Task statement | Search the data for "nombre" and copy every matching line.

(Saved data entries)

= Beginning of Section =

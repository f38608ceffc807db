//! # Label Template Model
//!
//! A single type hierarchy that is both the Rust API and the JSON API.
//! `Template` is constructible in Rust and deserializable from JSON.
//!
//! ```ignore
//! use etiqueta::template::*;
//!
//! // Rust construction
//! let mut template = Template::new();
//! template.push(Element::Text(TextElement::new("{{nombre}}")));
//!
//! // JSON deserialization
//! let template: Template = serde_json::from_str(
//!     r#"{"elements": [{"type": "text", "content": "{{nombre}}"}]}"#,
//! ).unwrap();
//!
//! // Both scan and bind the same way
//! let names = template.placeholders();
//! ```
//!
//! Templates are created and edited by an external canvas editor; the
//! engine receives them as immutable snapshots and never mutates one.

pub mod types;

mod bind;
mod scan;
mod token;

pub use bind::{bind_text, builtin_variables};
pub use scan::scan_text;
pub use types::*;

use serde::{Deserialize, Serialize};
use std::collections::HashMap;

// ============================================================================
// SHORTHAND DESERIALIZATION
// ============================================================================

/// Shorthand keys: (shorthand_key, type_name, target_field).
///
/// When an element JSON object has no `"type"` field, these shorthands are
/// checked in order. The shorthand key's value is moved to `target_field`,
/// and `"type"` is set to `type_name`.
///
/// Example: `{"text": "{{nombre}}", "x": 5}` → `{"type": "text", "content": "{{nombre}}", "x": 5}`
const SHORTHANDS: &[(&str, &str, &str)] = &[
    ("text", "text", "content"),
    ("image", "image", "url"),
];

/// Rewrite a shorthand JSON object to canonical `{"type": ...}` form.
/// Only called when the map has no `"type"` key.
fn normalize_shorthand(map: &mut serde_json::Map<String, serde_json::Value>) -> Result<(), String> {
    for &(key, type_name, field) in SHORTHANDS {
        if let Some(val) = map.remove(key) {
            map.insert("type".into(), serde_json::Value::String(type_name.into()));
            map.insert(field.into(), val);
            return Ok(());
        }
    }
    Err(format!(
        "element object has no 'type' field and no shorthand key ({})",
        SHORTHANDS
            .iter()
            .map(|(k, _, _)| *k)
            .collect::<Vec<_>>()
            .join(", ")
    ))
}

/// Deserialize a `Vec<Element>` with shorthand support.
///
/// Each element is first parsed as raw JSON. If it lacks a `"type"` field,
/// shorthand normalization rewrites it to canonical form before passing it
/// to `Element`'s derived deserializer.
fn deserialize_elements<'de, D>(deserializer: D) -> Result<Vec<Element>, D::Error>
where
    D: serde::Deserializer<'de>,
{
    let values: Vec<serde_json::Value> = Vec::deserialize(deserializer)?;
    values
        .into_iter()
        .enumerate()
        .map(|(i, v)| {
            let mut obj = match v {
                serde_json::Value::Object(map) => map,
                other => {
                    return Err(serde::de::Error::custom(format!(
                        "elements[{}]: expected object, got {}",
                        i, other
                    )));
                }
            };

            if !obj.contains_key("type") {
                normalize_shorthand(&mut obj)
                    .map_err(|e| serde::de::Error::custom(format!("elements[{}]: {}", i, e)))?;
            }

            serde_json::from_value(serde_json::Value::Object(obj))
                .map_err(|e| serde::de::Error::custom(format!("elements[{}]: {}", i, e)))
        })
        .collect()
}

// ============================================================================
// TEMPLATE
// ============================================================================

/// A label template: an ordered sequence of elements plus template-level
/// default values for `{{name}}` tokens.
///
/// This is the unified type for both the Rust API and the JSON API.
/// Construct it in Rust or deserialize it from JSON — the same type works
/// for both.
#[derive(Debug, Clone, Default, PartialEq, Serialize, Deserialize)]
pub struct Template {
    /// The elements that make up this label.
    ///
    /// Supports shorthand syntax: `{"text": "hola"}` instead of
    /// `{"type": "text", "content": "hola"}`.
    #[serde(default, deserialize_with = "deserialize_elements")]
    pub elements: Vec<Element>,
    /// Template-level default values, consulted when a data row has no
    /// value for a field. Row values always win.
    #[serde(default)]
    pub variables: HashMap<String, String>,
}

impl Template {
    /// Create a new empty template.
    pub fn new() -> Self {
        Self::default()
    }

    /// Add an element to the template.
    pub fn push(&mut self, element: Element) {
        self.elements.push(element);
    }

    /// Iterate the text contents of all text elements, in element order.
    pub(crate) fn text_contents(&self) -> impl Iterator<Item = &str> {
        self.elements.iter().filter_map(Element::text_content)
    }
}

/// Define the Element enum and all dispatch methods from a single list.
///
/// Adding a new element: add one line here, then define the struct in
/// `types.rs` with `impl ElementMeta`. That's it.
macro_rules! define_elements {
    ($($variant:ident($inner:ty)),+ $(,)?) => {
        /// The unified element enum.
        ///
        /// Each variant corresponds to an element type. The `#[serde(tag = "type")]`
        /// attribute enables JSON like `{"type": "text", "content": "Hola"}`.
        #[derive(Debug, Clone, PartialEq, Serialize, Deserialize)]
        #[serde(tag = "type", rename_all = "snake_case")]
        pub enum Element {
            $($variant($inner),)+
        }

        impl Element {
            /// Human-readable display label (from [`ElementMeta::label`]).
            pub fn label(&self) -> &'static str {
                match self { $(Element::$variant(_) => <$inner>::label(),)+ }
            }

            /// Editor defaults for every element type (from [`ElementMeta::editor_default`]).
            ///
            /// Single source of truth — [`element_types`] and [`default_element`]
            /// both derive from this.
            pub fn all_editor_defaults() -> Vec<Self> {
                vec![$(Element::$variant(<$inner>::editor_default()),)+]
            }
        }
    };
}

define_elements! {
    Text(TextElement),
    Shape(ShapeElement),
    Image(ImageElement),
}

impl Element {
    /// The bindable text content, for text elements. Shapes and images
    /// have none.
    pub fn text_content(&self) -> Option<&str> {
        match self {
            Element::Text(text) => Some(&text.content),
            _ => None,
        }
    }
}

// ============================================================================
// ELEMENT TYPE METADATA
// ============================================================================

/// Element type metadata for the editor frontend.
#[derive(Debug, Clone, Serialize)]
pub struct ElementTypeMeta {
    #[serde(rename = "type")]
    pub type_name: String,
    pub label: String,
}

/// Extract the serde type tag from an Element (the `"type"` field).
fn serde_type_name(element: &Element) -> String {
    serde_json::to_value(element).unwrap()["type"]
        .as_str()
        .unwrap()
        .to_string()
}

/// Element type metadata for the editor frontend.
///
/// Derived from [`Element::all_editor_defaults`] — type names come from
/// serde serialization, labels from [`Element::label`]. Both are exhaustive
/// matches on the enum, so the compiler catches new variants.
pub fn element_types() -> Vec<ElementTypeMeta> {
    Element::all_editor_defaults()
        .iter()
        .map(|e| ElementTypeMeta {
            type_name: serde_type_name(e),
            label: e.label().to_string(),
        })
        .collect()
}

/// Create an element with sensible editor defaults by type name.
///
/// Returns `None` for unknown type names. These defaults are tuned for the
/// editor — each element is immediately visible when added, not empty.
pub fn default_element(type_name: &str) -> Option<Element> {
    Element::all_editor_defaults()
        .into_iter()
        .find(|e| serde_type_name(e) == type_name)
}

= End of Section =

Solved problem |
//! template.push(Element::Text(TextElement::new("{{nombre}}")));
//!     r#"{"elements": [{"type": "text", "content": "{{nombre}}"}]}"#,
/// Example: `{"text": "{{nombre}}", "x": 5}` → `{"type": "text", "content": "{{nombre}}", "x": 5}`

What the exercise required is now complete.